In her 10th floor apartment in Keith Tower on Southern Boulevard, Marge Marcone wipes her hand across the long windowsill in her living room, and is still amazed by the lack of dust.

It has been more than a year since a local community organization installed all new windows in her apartment for free — a major improvement from her old, faulty windows.

“Those huge windows were monsters for me, they were very difficult to open, but air still got in,” Marcone said. “My window sills would be filthy, even on the 10th floor.”

Created to help low income residents of ailing buildings in the early 1980s, the Northwest Bronx Community Clergy Coalition’s Weatherization Assistance Program was one of city’s first “green” building programs. It received a burst in funding from the economic stimulus package in 2009, allowing it to install new energy-saving boilers, lights, appliances and windows for tenants like Marcone and countless others.

But with funding set to expire in December, the program could be forced to downsize on all sides.

By the late 1970s, decrepit, unlivable buildings were becoming the norm in pockets of the Bronx.

John Reilly, executive director of Fordham-Bedford Housing Corporation, remembers back when they bought their first dilapidated Bronx building for $100.

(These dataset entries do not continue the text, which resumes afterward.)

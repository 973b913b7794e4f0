#!/usr/bin/env rust
//! Benchmark script to measure procfs read times
//! Run with: cargo run --bin bench_procfs
//!
//! This benchmark is Linux-only since procfs is only available on Linux.

#[cfg(not(target_os = "linux"))]
fn main() {
    println!("This benchmark is only available on Linux");
}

“The systems [of the building] were in terrible shape,” Reilly said. “There were a lot of old boilers, a few coal burners were still around in some buildings, and the roofs needed insulation. Fuel costs had gone up and the whole weatherization issue was a big one.”

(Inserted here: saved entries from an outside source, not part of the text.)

//! Hostname Meter
//!
//! Displays the system hostname.

use super::{Meter, MeterMode};
use crate::core::{Machine, Settings};
use crate::ui::ColorElement;
use crate::ui::Crt;

/// Hostname Meter - displays the system hostname
#[derive(Debug, Default)]
pub struct HostnameMeter {
    mode: MeterMode,
    hostname: String,
}

impl HostnameMeter {
    pub fn new() -> Self {
        HostnameMeter {
            mode: MeterMode::Text,
            hostname: String::new(),
        }
    }
}

impl Meter for HostnameMeter {
    fn name(&self) -> &'static str {
        "Hostname"
    }

    fn caption(&self) -> &str {
        "Hostname: "
    }

    fn supported_modes(&self) -> u32 {
        // Hostname only supports Text mode
        1 << MeterMode::Text as u32
    }

    fn default_mode(&self) -> MeterMode {
        MeterMode::Text
    }

    fn update(&mut self, machine: &Machine) {
        self.hostname = machine.hostname.clone();
    }

    fn draw(
        &self,
        crt: &Crt,
        _machine: &Machine,
        _settings: &Settings,
        x: i32,
        y: i32,
        _width: i32,
    ) {
        use crate::ncurses_compat::*;

        let caption_attr = crt.color(ColorElement::MeterText);
        let value_attr = crt.color(ColorElement::Hostname);

        mv(y, x);
        attrset(caption_attr);
        let _ = addstr("Hostname: ");

        attrset(value_attr);
        let _ = addstr(&self.hostname);
    }

    fn mode(&self) -> MeterMode {
        // Hostname only supports text mode
        MeterMode::Text
    }

    fn set_mode(&mut self, mode: MeterMode) {
        // Hostname always uses text mode
        self.mode = mode;
    }
}

#[cfg(test)]
mod tests {
    use super::*;

    #[test]
    fn test_hostname_meter_new() {
        let meter = HostnameMeter::new();
        assert_eq!(meter.mode, MeterMode::Text);
        assert!(meter.hostname.is_empty());
    }

    #[test]
    fn test_hostname_meter_default() {
        let meter = HostnameMeter::default();
        // MeterMode::default() is Bar
        assert_eq!(meter.mode, MeterMode::Bar);
    }

    #[test]
    fn test_hostname_meter_name() {
        let meter = HostnameMeter::new();
        assert_eq!(meter.name(), "Hostname");
    }

    #[test]
    fn test_hostname_meter_caption() {
        let meter = HostnameMeter::new();
        assert_eq!(meter.caption(), "Hostname: ");
    }

    #[test]
    fn test_hostname_meter_default_mode() {
        let meter = HostnameMeter::new();
        assert_eq!(meter.default_mode(), MeterMode::Text);
    }

    #[test]
    fn test_hostname_meter_supported_modes() {
        let meter = HostnameMeter::new();
        let modes = meter.supported_modes();
        // Should support only Text mode
        assert!(modes & (1 << MeterMode::Text as u32) != 0);
        // Should not support Led, Bar or Graph modes
        assert!(modes & (1 << MeterMode::Led as u32) == 0);
        assert!(modes & (1 << MeterMode::Bar as u32) == 0);
        assert!(modes & (1 << MeterMode::Graph as u32) == 0);
    }

    #[test]
    fn test_hostname_meter_mode_always_text() {
        let meter = HostnameMeter::new();
        // mode() always returns Text for HostnameMeter
        assert_eq!(meter.mode(), MeterMode::Text);
    }

    #[test]
    fn test_hostname_meter_set_mode() {
        let mut meter = HostnameMeter::new();
        // Even if we set a different mode, the internal mode field is changed
        // but mode() always returns Text
        meter.set_mode(MeterMode::Bar);
        assert_eq!(meter.mode(), MeterMode::Text);
    }

    #[test]
    fn test_hostname_meter_update() {
        let mut meter = HostnameMeter::new();
        let mut machine = Machine::default();
        machine.hostname = "test-host.local".to_string();

        assert!(meter.hostname.is_empty());
        meter.update(&machine);

        assert_eq!(meter.hostname, "test-host.local");
    }

    #[test]
    fn test_hostname_meter_update_empty_hostname() {
        let mut meter = HostnameMeter::new();
        let machine = Machine::default();

        meter.update(&machine);
        // Default Machine should have empty hostname
        assert!(meter.hostname.is_empty());
    }

    #[test]
    fn test_hostname_meter_update_replaces_hostname() {
        let mut meter = HostnameMeter::new();
        let mut machine = Machine::default();

        machine.hostname = "first-host".to_string();
        meter.update(&machine);
        assert_eq!(meter.hostname, "first-host");

        machine.hostname = "second-host".to_string();
        meter.update(&machine);
        assert_eq!(meter.hostname, "second-host");
    }
}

Building owners were faced with both disrepair and the inability to apply for a loan due to the small income base of their tenants, says Fran Fuselli, who runs the Coalition’s Weatherization program.

“In the 1970s, owners made more money burning their buildings down than maintaining them,” said Fuselli.
The Weatherization Program attempted to fill the void left by neglectful owners and banks.

The program only takes on a building project where at least 50 percent of tenants have less than an income of 150 percent of the national poverty line, which is a total income of $33,525 for a family of four.

Installing new boilers, Energy Star appliances, low flow showerheads and faucets, and switching out incandescent bulbs for compact fluorescents are among the repairs WAP makes to its buildings. On a building that the Coalition retrofitted prior to the stimulus funding, the building’s owner had a 25 percent savings on his heating bill within the first year, according to Fuselli.

With the stimulus money, they hired and trained 12 new staff members from within the Bronx community, and took on bigger buildings such as the Keith and Kelly Towers on Southern Boulevard. Gone were the days of entering an apartment and choosing what to repair and what to leave as is.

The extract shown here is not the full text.